Banning boycotts

New legislation could have far-reaching effects on councils’ pensions and procurement functions

The Economic Activity of Public Bodies (Overseas Matters) Bill results from the Government’s 2019 manifesto pledge to ban public bodies from imposing boycott or divestment campaigns against foreign countries and territories – singling out Israel as the focus of the legislation.

Proponents of the bill argue that this would prevent public bodies from setting their own foreign policy, while detractors describe it as illiberal and claim it could hamper action against other states, such as China.

In briefings and written evidence, the LGA has avoided the wider political issue underpinning the bill.

Instead, we have focused on the technical detail, examining how the bill may affect local authorities in practice – specifically as this relates to councils’ pensions and procurement functions.

The effects on councils highlighted in our evidence have the potential to be far further reaching than one might expect.

Chief among our concerns are clauses 4 and 5, which could prohibit councillors from expressing legitimate opinions during pensions committee meetings and lead to vexatious legal action being brought against councils.

Clause 4 bans making statements in support of boycotts and prohibits public bodies from making statements that clearly indicate that they would engage in boycotts if it were legal to do so. 

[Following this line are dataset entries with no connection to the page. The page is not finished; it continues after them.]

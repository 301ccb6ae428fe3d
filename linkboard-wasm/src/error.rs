use crate::interop::obj;
use linkboard::SceneError;
use wasm_bindgen::JsValue;

pub fn ok(v: JsValue) -> JsValue {
    obj(&[("ok", JsValue::from_bool(true)), ("value", v)])
}

pub fn err(code: &'static str, message: impl Into<String>, data: Option<JsValue>) -> JsValue {
    let mut e = vec![("code", JsValue::from_str(code)), ("message", JsValue::from_str(&message.into()))];
    if let Some(d) = data { e.push(("data", d)); }
    obj(&[("ok", JsValue::from_bool(false)), ("error", obj(&e))])
}

pub fn scene(e: &SceneError) -> JsValue {
    let data = match e {
        SceneError::UnknownNode(id) => obj(&[("id", JsValue::from_f64(id.0 as f64))]),
        SceneError::UnknownEdge(id) => obj(&[("id", JsValue::from_str(&format!("edge-{}", id)))]),
        SceneError::InvalidDragState { expected, found } => obj(&[
            ("expected", JsValue::from_str(&expected.to_string())),
            ("found", JsValue::from_str(&found.to_string())),
        ]),
        SceneError::InvalidPosition { x, y } => obj(&[
            ("x", JsValue::from_f64(*x as f64)),
            ("y", JsValue::from_f64(*y as f64)),
        ]),
    };
    err(e.code(), e.to_string(), Some(data))
}

#[inline]
pub fn invalid_target(got: &str) -> JsValue {
    let d = obj(&[("got", JsValue::from_str(got))]);
    err("invalid_target", "target must be 'canvas', 'node-<id>' or 'edge-<a>-<b>'", Some(d))
}

#[inline]
pub fn invalid_config(message: impl Into<String>) -> JsValue {
    err("invalid_config", message, None)
}

#[inline]
pub fn invalid_event(message: impl Into<String>) -> JsValue {
    err("invalid_event", message, None)
}
//! Deferred one-shot actions.
//!
//! Network handlers must answer before the device restarts, so a reboot is
//! never performed inline. Handlers [`schedule`](DeferredReboot::schedule)
//! it and the loop tick [`poll`](DeferredReboot::poll)s the deadline.
//!
//! ```text
//!  handler ──schedule(now, delay)──▶ DeferredReboot ◀──poll(now)── tick
//!                                          │
//!                                          └── fires exactly once ──▶ SystemPort::reboot()
//! ```

use log::info;

/// A reboot deadline re-evaluated every tick.
#[derive(Debug, Default)]
pub struct DeferredReboot {
    deadline_ms: Option<u64>,
    /// Times `schedule` was called since boot.
    requests: u32,
    fired: bool,
}

impl DeferredReboot {
    pub fn new() -> Self {
        Self::default()
    }

    /// Arm the reboot `delay_ms` from `now_ms`. An earlier pending deadline
    /// is kept.
    pub fn schedule(&mut self, now_ms: u64, delay_ms: u64) {
        if self.fired {
            return;
        }
        let at = now_ms.saturating_add(delay_ms);
        self.deadline_ms = Some(self.deadline_ms.map_or(at, |d| d.min(at)));
        self.requests = self.requests.saturating_add(1);
        info!("Reboot scheduled in {delay_ms} ms");
    }

    pub fn is_pending(&self) -> bool {
        self.deadline_ms.is_some()
    }

    pub fn deadline_ms(&self) -> Option<u64> {
        self.deadline_ms
    }

    pub fn requests(&self) -> u32 {
        self.requests
    }

    /// Returns `true` exactly once, on the first poll at or past the deadline.
    pub fn poll(&mut self, now_ms: u64) -> bool {
        match self.deadline_ms {
            Some(at) if now_ms >= at => {
                self.deadline_ms = None;
                self.fired = true;
                true
            }
            _ => false,
        }
    }

    pub fn has_fired(&self) -> bool {
        self.fired
    }
}
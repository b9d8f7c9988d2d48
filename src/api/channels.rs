//! Upload queue between network callbacks and the loop tick.
//!
//! Upload callbacks run on the network stack's context and must not block
//! on flash. They copy each chunk into a bounded `embassy-sync` channel;
//! the loop tick drains it and performs the writes, one bounded piece
//! per write.
//!
//! ```text
//! ┌──────────────┐  UploadEvent  ┌──────────────┐  FlashWriter  ┌───────────┐
//! │ HTTP upload  │──────────────▶│  Loop tick   │──────────────▶│ OTA slot  │
//! │ callback     │   (bounded)   │  (sync)      │               │           │
//! └──────────────┘               └──────────────┘               └───────────┘
//! ```

use embassy_sync::blocking_mutex::raw::CriticalSectionRawMutex;
use embassy_sync::channel::Channel;
use heapless::{String, Vec};

/// Bytes carried by one queued data piece.
pub const UPLOAD_PIECE_LEN: usize = 1024;

/// Queue depth (pieces).
pub const UPLOAD_QUEUE_DEPTH: usize = 16;

/// Longest upload filename kept for the log.
pub const UPLOAD_NAME_LEN: usize = 64;

/// One step of a chunked firmware upload.
#[derive(Debug, Clone, PartialEq, Eq)]
pub enum UploadEvent {
    /// First chunk arrived: open a session for `total` bytes.
    Begin {
        name: String<UPLOAD_NAME_LEN>,
        total: u32,
    },
    Data(Vec<u8, UPLOAD_PIECE_LEN>),
    /// Last chunk arrived.
    Final,
    /// The client went away before the last chunk.
    Abort,
}

impl UploadEvent {
    pub fn begin(name: &str, total: u32) -> Self {
        let mut n = String::new();
        for c in name.chars() {
            if n.push(c).is_err() {
                break;
            }
        }
        Self::Begin { name: n, total }
    }
}

/// The queue was full; the event was not stored.
#[derive(Debug, Clone, Copy, PartialEq, Eq)]
pub struct QueueFull;

/// Bounded upload queue.
pub struct UploadQueue {
    channel: Channel<CriticalSectionRawMutex, UploadEvent, UPLOAD_QUEUE_DEPTH>,
}

impl UploadQueue {
    pub const fn new() -> Self {
        Self {
            channel: Channel::new(),
        }
    }

    pub fn push(&self, event: UploadEvent) -> Result<(), QueueFull> {
        self.channel.try_send(event).map_err(|_| QueueFull)
    }

    /// Split `data` into pieces and queue them in order. Stops at the
    /// first piece that does not fit.
    pub fn push_data(&self, data: &[u8]) -> Result<(), QueueFull> {
        for piece in data.chunks(UPLOAD_PIECE_LEN) {
            // `chunks` never yields more than UPLOAD_PIECE_LEN bytes.
            let buf = Vec::from_slice(piece).map_err(|_| QueueFull)?;
            self.push(UploadEvent::Data(buf))?;
        }
        Ok(())
    }

    /// Free slots needed to queue `data`.
    pub fn pieces_for(len: usize) -> usize {
        len.div_ceil(UPLOAD_PIECE_LEN)
    }

    pub fn free_slots(&self) -> usize {
        UPLOAD_QUEUE_DEPTH - self.channel.len()
    }

    pub fn pop(&self) -> Option<UploadEvent> {
        self.channel.try_receive().ok()
    }

    pub fn len(&self) -> usize {
        self.channel.len()
    }

    pub fn is_empty(&self) -> bool {
        self.channel.is_empty()
    }
}

impl Default for UploadQueue {
    fn default() -> Self {
        Self::new()
    }
}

If a councillor says that they, as an individual, would support a boycott, then under the new legislation publishing this in minutes of meetings could constitute an offence. 

Where the individual councillor’s view is not supported by a pensions committee collectively, then it shouldn’t be a breach of the law for them to express their views. 

This could stifle appropriate and proper discussion at committee meetings about investments’ risk factors: geopolitical and territorial factors are relevant to the risk of making, or retaining, certain investments. 

Clause 5 enables restrictions imposed by the bill to be enforceable via judicial review and restricts the court to only accept cases where the applicant ‘has sufficient interest in the subject matter of the proposed application’. 

The bill goes on to specify that such an applicant is someone ‘affected by the decision in question’.

This is one of the most concerning elements of the bill. The LGA will be seeking clarifications and amendments to protect local authorities from uncertainty, and at worst, vexatious legal actions being brought simultaneously with potential enforcement action from the proper regulator.

Usually, judicial review is a last resort, but as currently drafted, it could potentially be the first that an individual could use to complain about a decision or statement of a local authority. 

This would put judges in the difficult position of having to establish whether there has been a potential breach of the law when there may have been no investigation by the proper regulator. 

A lack of clarity around what constitutes ‘sufficient interest’ to make a complaint exacerbates the problem. 

Does the applicant need to be a member of the pension scheme with a pension entitlement from the relevant authority? Or could being a local taxpayer in the pension fund’s area be sufficient? 

Under the current drafting, it seems all could be admissible.

Having produced a briefing on the second reading of the bill and provided both oral and written evidence to the bill committee, the LGA will continue to lobby on this legislation. We hope the concerns we have highlighted with government are considered in future drafts.